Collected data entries
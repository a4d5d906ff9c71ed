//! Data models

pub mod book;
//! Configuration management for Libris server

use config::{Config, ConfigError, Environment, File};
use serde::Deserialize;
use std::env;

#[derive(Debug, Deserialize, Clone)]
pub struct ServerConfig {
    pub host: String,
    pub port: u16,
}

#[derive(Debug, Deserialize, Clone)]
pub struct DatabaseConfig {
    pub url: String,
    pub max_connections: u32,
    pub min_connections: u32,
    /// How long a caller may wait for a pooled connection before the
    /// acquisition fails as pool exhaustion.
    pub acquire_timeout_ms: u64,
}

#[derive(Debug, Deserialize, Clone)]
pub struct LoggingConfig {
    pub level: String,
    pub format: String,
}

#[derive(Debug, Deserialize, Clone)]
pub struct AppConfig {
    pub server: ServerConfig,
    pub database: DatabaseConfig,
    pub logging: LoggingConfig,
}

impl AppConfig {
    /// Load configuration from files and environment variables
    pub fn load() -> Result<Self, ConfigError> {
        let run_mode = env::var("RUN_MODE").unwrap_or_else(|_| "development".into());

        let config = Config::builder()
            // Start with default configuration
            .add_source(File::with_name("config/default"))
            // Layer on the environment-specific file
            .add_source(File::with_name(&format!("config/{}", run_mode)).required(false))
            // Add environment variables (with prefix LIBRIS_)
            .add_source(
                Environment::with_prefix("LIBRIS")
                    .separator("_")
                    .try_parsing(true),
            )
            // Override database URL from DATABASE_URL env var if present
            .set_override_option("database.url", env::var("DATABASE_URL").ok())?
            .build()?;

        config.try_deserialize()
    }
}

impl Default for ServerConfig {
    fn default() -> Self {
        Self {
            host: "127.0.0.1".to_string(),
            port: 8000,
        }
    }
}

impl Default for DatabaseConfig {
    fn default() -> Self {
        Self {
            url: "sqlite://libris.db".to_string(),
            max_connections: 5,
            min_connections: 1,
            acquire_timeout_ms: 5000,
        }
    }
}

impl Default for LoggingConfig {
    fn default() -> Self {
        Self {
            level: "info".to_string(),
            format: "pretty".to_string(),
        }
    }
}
---
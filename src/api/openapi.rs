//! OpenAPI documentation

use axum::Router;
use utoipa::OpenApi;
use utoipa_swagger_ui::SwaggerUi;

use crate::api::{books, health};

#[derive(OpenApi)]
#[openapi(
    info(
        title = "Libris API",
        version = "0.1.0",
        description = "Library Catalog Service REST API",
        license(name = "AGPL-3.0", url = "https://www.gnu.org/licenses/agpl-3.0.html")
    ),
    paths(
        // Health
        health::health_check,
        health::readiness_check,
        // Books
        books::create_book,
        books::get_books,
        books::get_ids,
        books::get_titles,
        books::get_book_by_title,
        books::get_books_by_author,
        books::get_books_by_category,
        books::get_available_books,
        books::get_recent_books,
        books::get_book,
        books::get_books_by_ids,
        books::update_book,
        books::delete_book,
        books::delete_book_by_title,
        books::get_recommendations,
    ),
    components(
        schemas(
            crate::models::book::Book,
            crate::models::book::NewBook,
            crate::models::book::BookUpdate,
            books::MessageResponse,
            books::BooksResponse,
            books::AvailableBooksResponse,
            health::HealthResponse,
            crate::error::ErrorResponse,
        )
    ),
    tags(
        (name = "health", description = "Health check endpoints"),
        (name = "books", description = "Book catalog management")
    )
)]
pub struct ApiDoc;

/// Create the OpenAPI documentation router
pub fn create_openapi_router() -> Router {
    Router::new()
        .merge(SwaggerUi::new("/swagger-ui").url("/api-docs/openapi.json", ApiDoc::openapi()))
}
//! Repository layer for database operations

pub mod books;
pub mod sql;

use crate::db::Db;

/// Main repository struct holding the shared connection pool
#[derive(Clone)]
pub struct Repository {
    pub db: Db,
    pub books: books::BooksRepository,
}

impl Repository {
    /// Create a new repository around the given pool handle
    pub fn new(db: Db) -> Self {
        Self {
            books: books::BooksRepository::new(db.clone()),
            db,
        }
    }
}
...
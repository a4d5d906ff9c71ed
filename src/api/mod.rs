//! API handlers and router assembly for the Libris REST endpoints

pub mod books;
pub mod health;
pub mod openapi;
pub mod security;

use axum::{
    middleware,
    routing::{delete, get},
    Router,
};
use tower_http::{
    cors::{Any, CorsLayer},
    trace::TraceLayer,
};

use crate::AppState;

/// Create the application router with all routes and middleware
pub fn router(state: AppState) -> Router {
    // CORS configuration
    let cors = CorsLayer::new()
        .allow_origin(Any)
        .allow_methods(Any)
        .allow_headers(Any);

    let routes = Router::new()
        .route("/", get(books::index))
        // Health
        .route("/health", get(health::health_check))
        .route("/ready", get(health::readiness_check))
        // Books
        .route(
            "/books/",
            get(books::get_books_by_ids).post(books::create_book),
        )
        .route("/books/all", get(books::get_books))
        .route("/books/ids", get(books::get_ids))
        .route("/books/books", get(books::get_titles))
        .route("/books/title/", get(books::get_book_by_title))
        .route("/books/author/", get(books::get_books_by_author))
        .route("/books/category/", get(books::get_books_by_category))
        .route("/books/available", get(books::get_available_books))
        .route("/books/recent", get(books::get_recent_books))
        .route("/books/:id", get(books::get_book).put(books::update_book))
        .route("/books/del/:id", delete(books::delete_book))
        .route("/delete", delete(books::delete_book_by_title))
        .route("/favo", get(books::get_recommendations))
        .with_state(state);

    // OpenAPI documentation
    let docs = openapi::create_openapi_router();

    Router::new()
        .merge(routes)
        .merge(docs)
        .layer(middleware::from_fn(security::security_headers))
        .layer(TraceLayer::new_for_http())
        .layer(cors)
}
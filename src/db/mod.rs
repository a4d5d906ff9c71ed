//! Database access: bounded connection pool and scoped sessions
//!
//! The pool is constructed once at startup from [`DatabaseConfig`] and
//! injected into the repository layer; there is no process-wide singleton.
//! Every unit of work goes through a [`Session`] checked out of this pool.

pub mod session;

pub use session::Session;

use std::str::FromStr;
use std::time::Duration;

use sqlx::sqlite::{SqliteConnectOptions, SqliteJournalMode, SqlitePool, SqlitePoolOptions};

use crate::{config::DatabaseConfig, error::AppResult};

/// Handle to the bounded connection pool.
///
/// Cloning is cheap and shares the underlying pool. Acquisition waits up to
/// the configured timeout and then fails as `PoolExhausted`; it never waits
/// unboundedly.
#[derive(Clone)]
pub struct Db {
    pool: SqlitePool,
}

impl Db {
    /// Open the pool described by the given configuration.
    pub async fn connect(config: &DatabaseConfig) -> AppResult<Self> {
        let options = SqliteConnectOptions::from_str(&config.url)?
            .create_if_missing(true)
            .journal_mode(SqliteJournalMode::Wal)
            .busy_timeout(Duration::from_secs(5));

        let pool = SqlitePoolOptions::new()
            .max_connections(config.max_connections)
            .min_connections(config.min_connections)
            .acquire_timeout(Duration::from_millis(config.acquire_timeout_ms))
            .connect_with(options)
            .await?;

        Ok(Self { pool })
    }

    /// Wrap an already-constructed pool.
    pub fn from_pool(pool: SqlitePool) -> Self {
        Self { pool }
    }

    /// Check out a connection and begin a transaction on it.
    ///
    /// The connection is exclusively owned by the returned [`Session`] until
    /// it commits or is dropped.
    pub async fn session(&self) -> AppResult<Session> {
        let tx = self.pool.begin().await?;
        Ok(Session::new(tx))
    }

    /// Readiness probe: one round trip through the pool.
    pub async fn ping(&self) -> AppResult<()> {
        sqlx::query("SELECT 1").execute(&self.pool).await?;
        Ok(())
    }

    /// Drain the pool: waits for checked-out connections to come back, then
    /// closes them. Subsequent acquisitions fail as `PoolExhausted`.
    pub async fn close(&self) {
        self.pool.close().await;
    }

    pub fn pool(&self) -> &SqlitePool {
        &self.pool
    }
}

### [WHAT THE TASK REQUIRES]
Check each line of the records above for the string "fails", and report every line that has it.

### [RESULT BELOW]
    /// acquisition fails as pool exhaustion.
/// the configured timeout and then fails as `PoolExhausted`; it never waits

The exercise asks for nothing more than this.